--- START ---

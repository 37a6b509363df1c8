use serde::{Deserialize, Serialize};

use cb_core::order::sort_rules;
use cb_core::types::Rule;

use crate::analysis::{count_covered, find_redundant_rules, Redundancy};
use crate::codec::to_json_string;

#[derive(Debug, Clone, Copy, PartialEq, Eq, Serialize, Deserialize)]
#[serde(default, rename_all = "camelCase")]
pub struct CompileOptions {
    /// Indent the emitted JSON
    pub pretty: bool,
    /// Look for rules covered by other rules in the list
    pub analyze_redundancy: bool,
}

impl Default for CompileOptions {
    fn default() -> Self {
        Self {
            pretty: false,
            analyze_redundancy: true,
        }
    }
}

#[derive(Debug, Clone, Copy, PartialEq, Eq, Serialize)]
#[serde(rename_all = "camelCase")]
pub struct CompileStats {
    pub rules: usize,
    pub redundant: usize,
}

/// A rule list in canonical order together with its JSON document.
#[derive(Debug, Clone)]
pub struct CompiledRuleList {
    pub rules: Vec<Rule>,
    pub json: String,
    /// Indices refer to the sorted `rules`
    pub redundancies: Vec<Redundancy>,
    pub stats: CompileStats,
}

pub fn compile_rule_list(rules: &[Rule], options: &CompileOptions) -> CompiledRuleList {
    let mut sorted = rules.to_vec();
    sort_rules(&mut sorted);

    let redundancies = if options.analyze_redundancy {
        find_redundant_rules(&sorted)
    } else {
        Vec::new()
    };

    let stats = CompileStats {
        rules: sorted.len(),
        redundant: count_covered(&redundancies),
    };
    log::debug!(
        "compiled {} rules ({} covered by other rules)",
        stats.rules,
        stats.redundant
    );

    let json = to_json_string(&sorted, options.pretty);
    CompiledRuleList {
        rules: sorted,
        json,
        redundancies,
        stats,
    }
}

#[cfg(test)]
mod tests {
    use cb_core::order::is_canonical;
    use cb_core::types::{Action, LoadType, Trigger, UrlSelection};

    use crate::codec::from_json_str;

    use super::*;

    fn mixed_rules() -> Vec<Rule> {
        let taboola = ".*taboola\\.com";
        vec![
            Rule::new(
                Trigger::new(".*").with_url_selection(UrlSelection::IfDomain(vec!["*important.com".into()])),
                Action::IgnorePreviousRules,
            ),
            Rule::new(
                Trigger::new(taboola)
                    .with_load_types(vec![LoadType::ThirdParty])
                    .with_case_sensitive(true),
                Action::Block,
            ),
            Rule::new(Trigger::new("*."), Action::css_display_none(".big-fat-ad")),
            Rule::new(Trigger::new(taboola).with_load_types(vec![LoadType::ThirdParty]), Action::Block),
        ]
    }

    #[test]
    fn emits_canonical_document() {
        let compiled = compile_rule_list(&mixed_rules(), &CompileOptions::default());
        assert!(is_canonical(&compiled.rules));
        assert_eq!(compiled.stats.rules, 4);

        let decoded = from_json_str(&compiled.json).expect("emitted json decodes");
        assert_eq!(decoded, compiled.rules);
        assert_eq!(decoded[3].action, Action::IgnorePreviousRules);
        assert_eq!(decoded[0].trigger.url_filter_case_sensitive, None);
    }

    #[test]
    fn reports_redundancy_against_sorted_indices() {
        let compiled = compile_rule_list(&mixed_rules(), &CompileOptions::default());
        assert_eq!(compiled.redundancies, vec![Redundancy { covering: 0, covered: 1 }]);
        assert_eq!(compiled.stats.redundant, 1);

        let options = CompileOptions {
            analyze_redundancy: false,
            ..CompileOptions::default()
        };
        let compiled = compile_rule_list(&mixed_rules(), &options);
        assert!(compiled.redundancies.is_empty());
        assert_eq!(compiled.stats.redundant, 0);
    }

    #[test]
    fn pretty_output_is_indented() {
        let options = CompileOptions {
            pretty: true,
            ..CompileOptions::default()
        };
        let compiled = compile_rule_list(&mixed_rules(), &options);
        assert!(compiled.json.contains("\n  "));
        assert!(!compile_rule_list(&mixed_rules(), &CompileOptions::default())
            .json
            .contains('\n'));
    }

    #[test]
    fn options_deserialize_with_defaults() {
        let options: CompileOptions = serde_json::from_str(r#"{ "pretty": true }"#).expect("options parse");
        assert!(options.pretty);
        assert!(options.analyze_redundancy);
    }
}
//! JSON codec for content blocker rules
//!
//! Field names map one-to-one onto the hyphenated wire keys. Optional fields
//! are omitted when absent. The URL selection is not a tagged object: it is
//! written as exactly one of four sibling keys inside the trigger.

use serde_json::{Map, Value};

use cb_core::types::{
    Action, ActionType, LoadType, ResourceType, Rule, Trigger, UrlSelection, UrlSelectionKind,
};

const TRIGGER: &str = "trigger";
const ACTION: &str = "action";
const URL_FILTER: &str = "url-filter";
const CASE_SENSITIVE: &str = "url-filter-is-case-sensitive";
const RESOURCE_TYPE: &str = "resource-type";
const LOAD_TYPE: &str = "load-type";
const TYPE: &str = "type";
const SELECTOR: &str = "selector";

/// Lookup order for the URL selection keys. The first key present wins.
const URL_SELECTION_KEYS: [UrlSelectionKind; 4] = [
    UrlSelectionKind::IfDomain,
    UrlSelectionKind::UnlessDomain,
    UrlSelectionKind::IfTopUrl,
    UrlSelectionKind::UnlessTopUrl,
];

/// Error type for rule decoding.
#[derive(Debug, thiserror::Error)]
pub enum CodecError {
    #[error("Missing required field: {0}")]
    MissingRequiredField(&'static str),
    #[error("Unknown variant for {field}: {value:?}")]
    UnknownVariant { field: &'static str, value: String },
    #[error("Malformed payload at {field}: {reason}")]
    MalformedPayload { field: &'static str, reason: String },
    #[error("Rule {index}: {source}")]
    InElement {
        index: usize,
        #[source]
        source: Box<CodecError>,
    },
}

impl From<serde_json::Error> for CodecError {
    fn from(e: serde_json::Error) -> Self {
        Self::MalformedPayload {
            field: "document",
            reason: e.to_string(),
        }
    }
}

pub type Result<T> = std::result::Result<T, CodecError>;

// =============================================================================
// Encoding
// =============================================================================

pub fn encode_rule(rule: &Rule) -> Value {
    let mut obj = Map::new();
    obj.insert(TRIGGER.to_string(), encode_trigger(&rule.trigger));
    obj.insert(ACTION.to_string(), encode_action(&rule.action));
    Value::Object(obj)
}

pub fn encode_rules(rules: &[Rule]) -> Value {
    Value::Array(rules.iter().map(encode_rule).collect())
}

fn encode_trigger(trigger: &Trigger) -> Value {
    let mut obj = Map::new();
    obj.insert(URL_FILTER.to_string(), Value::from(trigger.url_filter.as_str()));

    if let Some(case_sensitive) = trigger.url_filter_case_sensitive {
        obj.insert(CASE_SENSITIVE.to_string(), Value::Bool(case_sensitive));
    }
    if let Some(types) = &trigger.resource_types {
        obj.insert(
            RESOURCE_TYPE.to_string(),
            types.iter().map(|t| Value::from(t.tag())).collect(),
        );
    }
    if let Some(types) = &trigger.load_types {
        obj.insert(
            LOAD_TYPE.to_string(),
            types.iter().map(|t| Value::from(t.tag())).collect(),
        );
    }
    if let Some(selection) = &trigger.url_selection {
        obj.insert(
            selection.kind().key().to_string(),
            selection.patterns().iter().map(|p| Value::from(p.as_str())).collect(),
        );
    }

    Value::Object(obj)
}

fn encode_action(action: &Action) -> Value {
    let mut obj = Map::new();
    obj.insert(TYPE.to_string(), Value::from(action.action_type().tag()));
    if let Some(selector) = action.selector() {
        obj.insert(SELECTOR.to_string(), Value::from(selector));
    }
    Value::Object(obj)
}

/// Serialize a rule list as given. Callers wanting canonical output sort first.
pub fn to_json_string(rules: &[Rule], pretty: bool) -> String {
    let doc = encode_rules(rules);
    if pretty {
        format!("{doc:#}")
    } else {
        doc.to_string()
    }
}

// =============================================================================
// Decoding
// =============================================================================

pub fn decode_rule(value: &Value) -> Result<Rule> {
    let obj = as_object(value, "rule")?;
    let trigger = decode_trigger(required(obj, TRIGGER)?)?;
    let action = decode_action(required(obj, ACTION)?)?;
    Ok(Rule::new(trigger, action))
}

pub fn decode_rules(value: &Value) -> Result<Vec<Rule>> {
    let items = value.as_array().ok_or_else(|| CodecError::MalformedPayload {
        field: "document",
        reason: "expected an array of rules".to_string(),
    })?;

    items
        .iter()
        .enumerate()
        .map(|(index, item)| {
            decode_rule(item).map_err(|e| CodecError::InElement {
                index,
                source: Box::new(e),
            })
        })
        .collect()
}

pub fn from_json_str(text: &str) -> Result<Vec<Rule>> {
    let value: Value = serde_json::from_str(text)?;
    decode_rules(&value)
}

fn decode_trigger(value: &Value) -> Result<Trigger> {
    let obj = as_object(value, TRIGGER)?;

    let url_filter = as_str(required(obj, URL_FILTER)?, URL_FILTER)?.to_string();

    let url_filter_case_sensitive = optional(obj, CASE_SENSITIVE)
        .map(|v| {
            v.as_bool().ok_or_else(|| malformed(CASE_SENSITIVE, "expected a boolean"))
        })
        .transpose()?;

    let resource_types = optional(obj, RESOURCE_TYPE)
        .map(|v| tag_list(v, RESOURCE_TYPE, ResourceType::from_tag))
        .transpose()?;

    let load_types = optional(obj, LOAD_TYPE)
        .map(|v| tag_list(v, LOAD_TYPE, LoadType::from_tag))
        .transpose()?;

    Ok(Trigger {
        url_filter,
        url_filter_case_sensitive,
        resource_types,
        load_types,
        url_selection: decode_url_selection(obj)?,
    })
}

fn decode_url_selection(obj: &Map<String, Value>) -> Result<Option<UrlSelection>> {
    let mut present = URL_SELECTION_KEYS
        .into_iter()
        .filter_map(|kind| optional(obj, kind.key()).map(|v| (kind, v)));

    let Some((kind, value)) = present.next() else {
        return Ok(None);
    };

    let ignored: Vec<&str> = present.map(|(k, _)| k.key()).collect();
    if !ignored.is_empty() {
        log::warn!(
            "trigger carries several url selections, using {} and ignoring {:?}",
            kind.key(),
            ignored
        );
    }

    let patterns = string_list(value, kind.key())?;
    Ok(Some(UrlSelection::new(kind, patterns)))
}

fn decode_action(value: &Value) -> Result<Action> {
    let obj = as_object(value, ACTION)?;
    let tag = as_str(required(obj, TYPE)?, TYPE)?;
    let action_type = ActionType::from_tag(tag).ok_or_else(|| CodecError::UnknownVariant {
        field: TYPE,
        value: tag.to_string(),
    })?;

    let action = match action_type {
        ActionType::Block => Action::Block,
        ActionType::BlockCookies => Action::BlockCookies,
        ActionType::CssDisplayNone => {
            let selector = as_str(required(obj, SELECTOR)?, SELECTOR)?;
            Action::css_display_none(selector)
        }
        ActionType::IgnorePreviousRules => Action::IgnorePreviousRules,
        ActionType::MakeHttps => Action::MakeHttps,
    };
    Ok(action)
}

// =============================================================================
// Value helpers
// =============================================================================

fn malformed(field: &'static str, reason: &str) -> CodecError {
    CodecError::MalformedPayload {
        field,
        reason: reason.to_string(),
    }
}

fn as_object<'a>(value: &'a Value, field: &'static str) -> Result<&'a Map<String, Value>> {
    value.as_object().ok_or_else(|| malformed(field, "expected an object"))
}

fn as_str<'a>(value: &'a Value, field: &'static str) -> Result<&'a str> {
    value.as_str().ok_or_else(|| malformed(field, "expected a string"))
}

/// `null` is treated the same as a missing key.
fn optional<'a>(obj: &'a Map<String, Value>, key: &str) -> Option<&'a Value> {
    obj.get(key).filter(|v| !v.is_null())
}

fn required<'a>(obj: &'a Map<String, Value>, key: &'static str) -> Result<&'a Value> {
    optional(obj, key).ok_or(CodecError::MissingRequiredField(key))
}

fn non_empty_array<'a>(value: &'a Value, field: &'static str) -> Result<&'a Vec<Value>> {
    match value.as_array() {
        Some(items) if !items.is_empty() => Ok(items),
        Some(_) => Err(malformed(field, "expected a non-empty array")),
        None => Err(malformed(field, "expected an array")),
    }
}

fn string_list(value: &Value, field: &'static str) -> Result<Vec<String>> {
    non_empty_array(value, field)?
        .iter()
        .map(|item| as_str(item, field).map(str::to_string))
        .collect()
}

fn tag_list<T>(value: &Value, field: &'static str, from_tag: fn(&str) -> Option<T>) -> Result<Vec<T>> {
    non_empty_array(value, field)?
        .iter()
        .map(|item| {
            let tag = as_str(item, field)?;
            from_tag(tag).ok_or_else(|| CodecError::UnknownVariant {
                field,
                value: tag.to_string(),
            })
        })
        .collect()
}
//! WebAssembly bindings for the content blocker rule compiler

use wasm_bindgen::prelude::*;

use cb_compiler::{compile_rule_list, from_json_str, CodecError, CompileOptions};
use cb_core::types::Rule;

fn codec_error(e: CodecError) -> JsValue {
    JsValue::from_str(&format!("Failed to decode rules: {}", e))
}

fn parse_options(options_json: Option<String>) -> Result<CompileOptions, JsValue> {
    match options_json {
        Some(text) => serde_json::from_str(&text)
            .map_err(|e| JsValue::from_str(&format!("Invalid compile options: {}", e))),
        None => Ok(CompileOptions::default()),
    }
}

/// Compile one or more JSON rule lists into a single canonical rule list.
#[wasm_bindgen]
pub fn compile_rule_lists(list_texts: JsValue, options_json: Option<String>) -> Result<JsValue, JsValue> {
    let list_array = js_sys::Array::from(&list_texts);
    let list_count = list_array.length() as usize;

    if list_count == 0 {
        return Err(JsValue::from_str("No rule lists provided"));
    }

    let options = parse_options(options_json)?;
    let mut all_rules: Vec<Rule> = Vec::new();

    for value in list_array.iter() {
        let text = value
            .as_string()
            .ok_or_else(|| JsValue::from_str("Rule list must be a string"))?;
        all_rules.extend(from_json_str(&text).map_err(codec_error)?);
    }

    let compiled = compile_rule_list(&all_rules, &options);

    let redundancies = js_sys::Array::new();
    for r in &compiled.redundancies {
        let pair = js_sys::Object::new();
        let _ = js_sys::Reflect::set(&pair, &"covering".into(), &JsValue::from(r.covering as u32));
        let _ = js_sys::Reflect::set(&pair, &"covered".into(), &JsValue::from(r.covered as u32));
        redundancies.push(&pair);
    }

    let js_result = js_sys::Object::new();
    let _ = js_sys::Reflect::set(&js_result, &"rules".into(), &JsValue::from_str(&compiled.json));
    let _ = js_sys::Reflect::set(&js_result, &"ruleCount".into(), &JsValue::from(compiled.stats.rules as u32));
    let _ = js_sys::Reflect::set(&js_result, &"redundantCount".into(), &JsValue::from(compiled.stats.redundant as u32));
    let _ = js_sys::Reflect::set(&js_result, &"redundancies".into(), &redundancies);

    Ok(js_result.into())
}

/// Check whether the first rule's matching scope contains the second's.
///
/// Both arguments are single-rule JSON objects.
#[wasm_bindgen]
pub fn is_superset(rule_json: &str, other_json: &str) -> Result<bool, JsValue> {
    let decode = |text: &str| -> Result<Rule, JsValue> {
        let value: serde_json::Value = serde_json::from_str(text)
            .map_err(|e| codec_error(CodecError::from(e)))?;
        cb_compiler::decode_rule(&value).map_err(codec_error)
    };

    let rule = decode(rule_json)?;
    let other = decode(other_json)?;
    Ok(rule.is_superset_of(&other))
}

--- END ---

Extract, from the listing above, every line where the string "present" occurs.

EXERCISE ANSWER:
/// Lookup order for the URL selection keys. The first key present wins.
    let mut present = URL_SELECTION_KEYS
    let Some((kind, value)) = present.next() else {
    let ignored: Vec<&str> = present.map(|(k, _)| k.key()).collect();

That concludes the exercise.